Milton returned to London and was then caught up in the English Civil War. He became secretary to Oliver Cromwell writing political treatises to counter critical works originating on the Continent. He also wrote several prose works from a Puritan perspective including pamphlets against the episcopy.

At the age of 44 he became totally blind – but continued to write political treatises.

Then – in later life – he turned back to poetry.

His epic work, Paradise Lost, in which he “sought to justify the ways of God to man” was published in ten volumes in 1667. The copyright was sold for 5 pounds Sterling at a time when Milton’s finances had taken a turn for the worse.

Milton’s blindness made huge demands on his creativity. He would compose verses at night and commit them to memory, then dictate them to his daughters or other assistants in the morning.

Many of Milton’s religious views were at variance to Puritan theology, including his disbelief in the divine birth.

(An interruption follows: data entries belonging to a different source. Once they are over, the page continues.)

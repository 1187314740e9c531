use std::cell::{Ref, RefCell};
use std::rc::Rc;

use crate::animation::instance::WriteSource;
use crate::asset::loader::AssetLoader;
use crate::foundation::core::{Cursor, FramePos, Point, Vec2};
use crate::foundation::error::{ScrubError, ScrubResult};
use crate::phase::controller::{Phase, PhaseController};
use crate::scroll::pin::{PinState, ScrollPin};
use crate::scroll::smooth::SmoothScroll;
use crate::scroll::ticker::RafLoop;
use crate::section::config::SectionConfig;

/// State of the section after one display-refresh tick.
#[derive(Clone, Debug, PartialEq, serde::Serialize)]
pub struct FrameReport {
    /// Host timestamp of the tick.
    pub t_ms: f64,
    /// Animated scroll offset.
    pub scroll: f64,
    /// Pin progress.
    pub progress: f64,
    /// Controller phase.
    pub phase: Phase,
    /// Animation frame, once loaded.
    pub frame: Option<f64>,
}

/// One mounted scroll-scrubbed section: smooth scroll, pin and phase controller.
///
/// [`ScrollSection::mount`] is the activation hook and [`ScrollSection::dispose`] the
/// disposal hook. Dropping a mounted section disposes it.
pub struct ScrollSection {
    raf: RafLoop,
    smooth: SmoothScroll,
    pin: ScrollPin,
    controller: Rc<RefCell<PhaseController>>,
    loader: Option<Box<dyn AssetLoader>>,
    hovered: Option<String>,
    mounted: bool,
}

impl std::fmt::Debug for ScrollSection {
    fn fmt(&self, f: &mut std::fmt::Formatter<'_>) -> std::fmt::Result {
        f.debug_struct("ScrollSection")
            .field("raf", &self.raf)
            .field("smooth", &self.smooth)
            .field("pin", &self.pin)
            .field("controller", &self.controller)
            .field("loading", &self.loader.is_some())
            .field("hovered", &self.hovered)
            .field("mounted", &self.mounted)
            .finish()
    }
}

impl ScrollSection {
    /// Activate the section: take over scrolling, start the refresh loop and request the asset.
    #[tracing::instrument(skip_all)]
    pub fn mount(config: SectionConfig, loader: Box<dyn AssetLoader>) -> ScrubResult<Self> {
        config.validate()?;
        let pin = ScrollPin::new(config.trigger_top(), config.pin_distance(), config.pin)?;
        let limit = config.scroll_limit(pin.spacing());
        let smooth = SmoothScroll::new(config.smooth_scroll, limit)?;
        let controller = PhaseController::new(config.keyframes, config.hover)?;

        let mut raf = RafLoop::new();
        raf.start();
        tracing::info!(
            pin_start = pin.start(),
            pin_end = pin.end(),
            limit,
            "section mounted"
        );
        Ok(Self {
            raf,
            smooth,
            pin,
            controller: Rc::new(RefCell::new(controller)),
            loader: Some(loader),
            hovered: None,
            mounted: true,
        })
    }

    /// Run one display-refresh tick at host time `now_ms`.
    ///
    /// Order within a tick: asset poll, smooth scroll, pin progress (scroll frame write),
    /// hover timelines (hover frame writes).
    pub fn frame(&mut self, now_ms: f64) -> ScrubResult<FrameReport> {
        if !self.mounted {
            return Err(ScrubError::lifecycle("frame on disposed section"));
        }
        let Some(tick) = self.raf.tick(now_ms) else {
            return Err(ScrubError::lifecycle("refresh loop is stopped"));
        };

        self.poll_loader()?;

        let scrolled = self.smooth.raf(now_ms);
        if self.phase() != Phase::Loading
            && let Some(sf) = scrolled
        {
            self.pin.update(sf.scroll, sf.delta);
        }

        self.controller.borrow_mut().tick(tick.delta_ms / 1000.0);
        Ok(self.report(now_ms))
    }

    fn poll_loader(&mut self) -> ScrubResult<()> {
        let Some(result) = self.loader.as_mut().and_then(|l| l.poll()) else {
            return Ok(());
        };
        self.loader = None;
        let instance = result.inspect_err(|e| {
            tracing::error!(error = %e, "animation failed to load");
        })?;
        self.controller.borrow_mut().on_loaded(instance)?;
        self.register_scroll_handler();
        Ok(())
    }

    fn register_scroll_handler(&mut self) {
        let controller = Rc::downgrade(&self.controller);
        self.pin.on_update(move |update| {
            if let Some(controller) = controller.upgrade() {
                controller.borrow_mut().on_scroll_progress(update.progress);
            }
        });
        // initial refresh so a page loaded mid-scroll starts on the right frame
        self.pin.update(self.smooth.scroll(), 0.0);
    }

    fn report(&self, t_ms: f64) -> FrameReport {
        let controller = self.controller.borrow();
        FrameReport {
            t_ms,
            scroll: self.smooth.scroll(),
            progress: self.pin.progress(),
            phase: controller.phase(),
            frame: controller.current_frame().map(FramePos::get),
        }
    }

    /// Mouse-wheel input (vertical delta in pixels).
    pub fn wheel(&mut self, delta_y: f64) -> bool {
        self.mounted && self.smooth.on_wheel(Vec2::new(0.0, delta_y))
    }

    /// Touch-drag input (vertical delta in pixels).
    pub fn touch(&mut self, delta_y: f64) -> bool {
        self.mounted && self.smooth.on_touch(Vec2::new(0.0, delta_y))
    }

    /// Pointer entered region `id`.
    pub fn pointer_enter(&mut self, id: &str) -> bool {
        self.mounted && self.controller.borrow_mut().pointer_enter(id)
    }

    /// Pointer left region `id`.
    pub fn pointer_leave(&mut self, id: &str) -> bool {
        self.mounted && self.controller.borrow_mut().pointer_leave(id)
    }

    /// Pointer moved to `point` in surface coordinates.
    ///
    /// Hit-tests the animation surface and turns element changes into leave/enter events.
    pub fn pointer_move(&mut self, point: Point) {
        if !self.mounted {
            return;
        }
        let hit = self
            .controller
            .borrow()
            .instance()
            .and_then(|inst| inst.surface().hit_test(point));
        if hit == self.hovered {
            return;
        }
        if let Some(prev) = self.hovered.take() {
            self.pointer_leave(&prev);
        }
        if let Some(next) = &hit {
            self.pointer_enter(next);
        }
        self.hovered = hit;
    }

    /// Disposal hook: stop the refresh loop, restore native scrolling, release the pin and
    /// destroy the animation. Idempotent.
    #[tracing::instrument(skip_all)]
    pub fn dispose(&mut self) {
        if !self.mounted {
            return;
        }
        self.mounted = false;
        self.raf.stop();
        self.smooth.destroy();
        self.pin.kill();
        self.controller.borrow_mut().dispose();
        self.loader = None;
        self.hovered = None;
        tracing::info!(ticks = self.raf.ticks(), "section disposed");
    }

    /// Return `true` between mount and dispose.
    pub fn is_mounted(&self) -> bool {
        self.mounted
    }

    /// Controller phase.
    pub fn phase(&self) -> Phase {
        self.controller.borrow().phase()
    }

    /// Current animation frame, once loaded.
    pub fn current_frame(&self) -> Option<FramePos> {
        self.controller.borrow().current_frame()
    }

    /// Source of the last frame write.
    pub fn last_writer(&self) -> Option<WriteSource> {
        self.controller.borrow().last_writer()
    }

    /// Animated scroll offset.
    pub fn scroll(&self) -> f64 {
        self.smooth.scroll()
    }

    /// Largest reachable scroll offset.
    pub fn scroll_limit(&self) -> f64 {
        self.smooth.limit()
    }

    /// Pin progress.
    pub fn progress(&self) -> f64 {
        self.pin.progress()
    }

    /// Pin state.
    pub fn pin_state(&self) -> PinState {
        self.pin.state()
    }

    /// Pin window as `(start, end)` scroll offsets.
    pub fn pin_window(&self) -> (f64, f64) {
        (self.pin.start(), self.pin.end())
    }

    /// Number of refresh ticks admitted so far.
    pub fn ticks(&self) -> u64 {
        self.raf.ticks()
    }

    /// Cursor over region `id`, if the region exists.
    pub fn cursor(&self, id: &str) -> Option<Cursor> {
        self.controller.borrow().region(id).map(|r| r.cursor())
    }

    /// Return `true` when region `id` has hover handlers attached.
    pub fn listeners_attached(&self, id: &str) -> bool {
        self.controller
            .borrow()
            .region(id)
            .is_some_and(|r| r.listeners_attached())
    }

    /// Identifiers of regions listening for hover.
    pub fn hover_enabled_regions(&self) -> Vec<String> {
        self.controller
            .borrow()
            .hover_enabled_regions()
            .into_iter()
            .map(str::to_owned)
            .collect()
    }

    /// Borrow the phase controller.
    pub fn controller(&self) -> Ref<'_, PhaseController> {
        self.controller.borrow()
    }
}

impl Drop for ScrollSection {
    fn drop(&mut self) {
        if self.mounted {
            tracing::warn!("section dropped while mounted; disposing");
            self.dispose();
        }
    }
}

#[cfg(test)]
#[path = "../../tests/unit/section/view.rs"]
mod tests;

His domestic life was sad. His first wife, 17 year old Mary Powell, who married him when he was twice her age, left him after “a few weeks” then returned two years later (1645) and bore him three daughters.

After her death he re-married (1656), but his second wife died two years later.

At the age of 58 he married again to a much younger woman, despite the opposition of his daughters, and this third wife seemed to bring him peace in his last eight years.

His last manuscript, A Treatise of Christian Doctrine, in Latin, was not found until about 150 years after his death. It reveals Arian views – and a willingness to tolerate polygamy … (Chambers Biographical Dictionary).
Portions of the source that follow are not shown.